[Stored items from a collection]
//! Commission totals and the deposit policy built on them.

use payloads::RoomSelection;
use payloads::requests::DepositOption;
use payloads::responses::{CommissionSummary, DepositQuote};
use rust_decimal::Decimal;

use crate::PricingError;

fn add(a: Decimal, b: Decimal) -> Result<Decimal, PricingError> {
    a.checked_add(b).ok_or(PricingError::AmountOutOfRange)
}

fn mul(a: Decimal, b: Decimal) -> Result<Decimal, PricingError> {
    a.checked_mul(b).ok_or(PricingError::AmountOutOfRange)
}

/// Restore every night's total from its price, root price and rate.
pub fn recompute_totals(
    rooms: &mut [RoomSelection],
) -> Result<(), PricingError> {
    for day in rooms.iter_mut().flat_map(|r| r.pricing_by_day.iter_mut()) {
        day.recompute()?;
    }
    Ok(())
}

/// Aggregate the nightly breakdown of every room.
///
/// Nightly totals are derived from each day's inputs, so a breakdown stored
/// without (or with a stale) `total_price_with_commission` still sums
/// correctly.
pub fn summarize(
    rooms: &[RoomSelection],
) -> Result<CommissionSummary, PricingError> {
    let mut total_amount = Decimal::ZERO;
    let mut total_with_commission = Decimal::ZERO;
    let mut one_night_cost = Decimal::ZERO;
    let mut number_of_nights = 0;

    for room in rooms {
        let count = Decimal::from(room.count);
        for day in &room.pricing_by_day {
            total_amount = add(total_amount, mul(day.root_price, count)?)?;
            total_with_commission =
                add(total_with_commission, mul(day.checked_total()?, count)?)?;
        }
        if let Some(first) = room.pricing_by_day.first() {
            // rooms without a root price fall back to the chosen price
            let nightly = if first.root_price.is_zero() {
                first.price
            } else {
                first.root_price
            };
            one_night_cost = add(one_night_cost, mul(nightly, count)?)?;
        }
        number_of_nights = number_of_nights.max(room.pricing_by_day.len());
    }

    let total_commission = total_with_commission
        .checked_sub(total_amount)
        .ok_or(PricingError::AmountOutOfRange)?;
    Ok(CommissionSummary {
        total_amount,
        total_commission,
        number_of_nights: number_of_nights as u32,
        one_night_cost,
        final_deposit: add(total_commission, one_night_cost)?,
    })
}

/// The amount to capture for a deposit option.
///
/// Every option, not only a custom amount, must land in `(0, full amount]`.
pub fn deposit_amount(
    summary: &CommissionSummary,
    option: DepositOption,
) -> Result<Decimal, PricingError> {
    let max = summary.full_amount();
    let amount = match option {
        DepositOption::CommissionOnly => summary.total_commission,
        DepositOption::CommissionPlusOneNight => summary.final_deposit,
        DepositOption::FullAmount => max,
        DepositOption::Custom(amount) => amount,
    };
    if amount <= Decimal::ZERO || amount > max {
        return Err(PricingError::InvalidDeposit { max });
    }
    Ok(amount)
}

/// The fixed deposit tiers shown at payment capture.
pub fn deposit_options(summary: &CommissionSummary) -> Vec<DepositQuote> {
    [
        DepositOption::CommissionOnly,
        DepositOption::CommissionPlusOneNight,
        DepositOption::FullAmount,
    ]
    .into_iter()
    .map(|option| DepositQuote {
        option,
        amount: match option {
            DepositOption::CommissionOnly => summary.total_commission,
            DepositOption::CommissionPlusOneNight => summary.final_deposit,
            _ => summary.full_amount(),
        },
    })
    .collect()
}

- **WHAT YOU SHOULD DO**
Begin with the first line of the data above and, please, print each line exactly until you have printed the line containing "for room in"; print nothing else.

- **RESPONSE TO THIS TASK**
//! Commission totals and the deposit policy built on them.

use payloads::RoomSelection;
use payloads::requests::DepositOption;
use payloads::responses::{CommissionSummary, DepositQuote};
use rust_decimal::Decimal;

use crate::PricingError;

fn add(a: Decimal, b: Decimal) -> Result<Decimal, PricingError> {
    a.checked_add(b).ok_or(PricingError::AmountOutOfRange)
}

fn mul(a: Decimal, b: Decimal) -> Result<Decimal, PricingError> {
    a.checked_mul(b).ok_or(PricingError::AmountOutOfRange)
}

/// Restore every night's total from its price, root price and rate.
pub fn recompute_totals(
    rooms: &mut [RoomSelection],
) -> Result<(), PricingError> {
    for day in rooms.iter_mut().flat_map(|r| r.pricing_by_day.iter_mut()) {
        day.recompute()?;
    }
    Ok(())
}

/// Aggregate the nightly breakdown of every room.
///
/// Nightly totals are derived from each day's inputs, so a breakdown stored
/// without (or with a stale) `total_price_with_commission` still sums
/// correctly.
pub fn summarize(
    rooms: &[RoomSelection],
) -> Result<CommissionSummary, PricingError> {
    let mut total_amount = Decimal::ZERO;
    let mut total_with_commission = Decimal::ZERO;
    let mut one_night_cost = Decimal::ZERO;
    let mut number_of_nights = 0;

    for room in rooms {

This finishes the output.